DESIRES, MACHINES, AND SWARAJ
civilization - disease - empires - europe - modernity - materialsm - limits - machinery - consumption - liberation - nonviolence -
How does the concept of civilization inform M.K. Gandhi’s understanding of empire in Hind Swaraj (1909)?
Gandhi likens industrialized European civilization to a disease. The empires whose aim had been to “civilize” their colonies can be seen as having cultivated and diffused the “disease of civilization”, which is associated with a particular notion of European modernity. The empires themselves, in Gandhi’s view, are deeply afflicted by modernity. This critique of empires as the inventors, harbourers and spreaders of disease flips the “moral justification narrative” of colonization on its head. Rather than imparting the “goodness” of civilization on their colonies, empires have unleashed an illness upon them.
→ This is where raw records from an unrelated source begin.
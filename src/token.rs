//! Session token injection.
//!
//! The orchestrator never reads ambient request context; whoever constructs
//! it hands over a token source. A source that has no token fails closed.

/// Opaque bearer token for the analysis backend.
#[derive(Clone, PartialEq, Eq)]
pub struct SessionToken(String);

impl SessionToken {
    pub fn new(token: impl Into<String>) -> Self {
        Self(token.into())
    }

    /// Raw token value for the Authorization header.
    pub fn expose(&self) -> &str {
        &self.0
    }
}

// Keep tokens out of debug output and logs
impl std::fmt::Debug for SessionToken {
    fn fmt(&self, f: &mut std::fmt::Formatter<'_>) -> std::fmt::Result {
        write!(f, "SessionToken(****)")
    }
}

/// Capability for looking up the caller's current session.
///
/// Returning `None` means unauthenticated; the orchestrator surfaces that as
/// an authentication error before any network call.
pub trait TokenProvider: Send + Sync {
    fn session_token(&self) -> Option<SessionToken>;
}

/// Fixed token, for server-side callers and tests.
#[derive(Debug, Clone)]
pub struct StaticTokenProvider(Option<SessionToken>);

impl StaticTokenProvider {
    pub fn new(token: impl Into<String>) -> Self {
        Self(Some(SessionToken::new(token)))
    }

    /// A provider with no session at all.
    pub fn unauthenticated() -> Self {
        Self(None)
    }
}

impl TokenProvider for StaticTokenProvider {
    fn session_token(&self) -> Option<SessionToken> {
        self.0.clone()
    }
}

#[cfg(test)]
mod tests {
    use super::*;

    #[test]
    fn test_debug_redacts_token() {
        let token = SessionToken::new("secret-value");
        assert_eq!(format!("{:?}", token), "SessionToken(****)");
        assert_eq!(token.expose(), "secret-value");
    }

    #[test]
    fn test_static_provider() {
        let provider = StaticTokenProvider::new("abc");
        assert_eq!(provider.session_token().unwrap().expose(), "abc");

        let provider = StaticTokenProvider::unauthenticated();
        assert!(provider.session_token().is_none());
    }
}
This essay will focus on a discussion of desires and machines, and the effects that the empire has on each of them, as well as Gandhi’s solution to the pathology of civilization.
A symptom of civilization-induced desire is consumption. As the industrial revolution freed large swaths of the population from land-based work, and funneled them into other types of work (such as factory-based labour or intellectual labour), a shift occurred. A culture of commodification was created, and became a typical feature of modern European civilization. This “commodification culture” leads to two things. First, this means that civilization predates upon and enslaves humans through their own desires, which creates a new form of slavery. This leads to the second effect— the tendency of European modernity to be preoccupied with material wealth. In turn, such desire for wealth creates life-corroding competition and actively encourages the neverending accumulation of more wealth. These effects demonstrate the modern empire’s goal to turn the entire world into a “consumer market”— Gandhi notes of the British empire that “Many problems can be solved by remembering that money is their God…They wish to convert the whole world into a vast market for their goods” . Subsequently, the empire’s goals are not to civilize, but to extort and destroy the morality of its subjects. The reason for this ambition is twofold. First, when basic life conditions improved as a result of industrialization, people living in modern civilizations made “bodily welfare the object of life” . Second, as a result of this change, Gandhi states, “Formerly, men were made slaves under physical compulsion, now they are enslaved by temptation of money and of the luxuries money can buy” . Modern slavery is slavery to one’s own desires, created under the conditions of civilization. Worked into these arguments is that the concept that civilization “propagates immorality” through the perversion of such desires. This is why Gandhi critiques the modern empire as a destructive force.
The subject of destruction is related to Gandhi’s critique of the machine, in which he insists that speed brought about by modern inventions destroys our humanity. To Gandhi, “Machinery is the chief symbol of modern civilization; it represents a great sin” . He argues that a certain kind of prejudice, arising out of living within civilization, orients us towards applauding the kind of “progress” achieved by machinery. Our desire for more convenience leads to the machination of everything, as we are “intoxicated by modern civilization” , and unable to see its harmful effects. As Gandhi says, “Our difficulties are of our own creation. God set a limit to a man’s locomotive ambition… man immediately proceeded to discover means of overriding the limit” . In overriding our human limits, we stray further from God, which is characteristic of Gandhi’s moral critique of the empire’s civilizing mission. Railways have “spread the bubonic plague…increased the frequency of famines…accentuate[d] the evil nature of man” and so on and so forth, emphasizing the empire’s disregard for humanity and distribution of evil. He further argues that India’s ancestors “dissuaded us from luxuries and pleasures… they saw that our real happiness and health consisted in a proper use of our hands and feet” , both of which are habits that the empire encourages the opposite of.
In order to cure the diseases caused by the empire, and stop the spread of modern civilization, Gandhi proposes several remedies. He states that “Consumption does not produce apparent hurt… it induce[s] the belief that all is well. Civilisation is such a disease” . The only way to cure ourselves of such hidden illnesses is to exercise autonomy outside of the consumption-obsession framework that is encoded in the conduct of empires. Gandhi suggests two key practices. First is swaraj. Swaraj is how we can recognize ourselves beyond the constrictions of modernity. In learning to self-liberate and “learn to rule ourselves” , we are freed from the enslavement of the empire. Second is nonviolence. Nonviolence is the only response through which we can demonstrate strength against and outside of the structures of violence that are encoded in the way of empires. As Gandhi states, empires can “govern us only so long as we remain the governed”, and therefore, that “force of arms is powerless when matched against the force of love or the soul”.
As the empire seeks to spread civilization, Gandhi understands the empire to be the spreader of disease. Empires circulate and perpetuate the sins of industrialization, and create slaves of desire. Whilst their messaging is that of “progress” and “technology”, these things create a culture of commodification, which only serves to alienate us from our humanity, and further us from God and morality in the process. In order to remedy these pathologies, Gandhi suggests to operate outside of the empire by practicing self-liberation and resisting to engage in violence.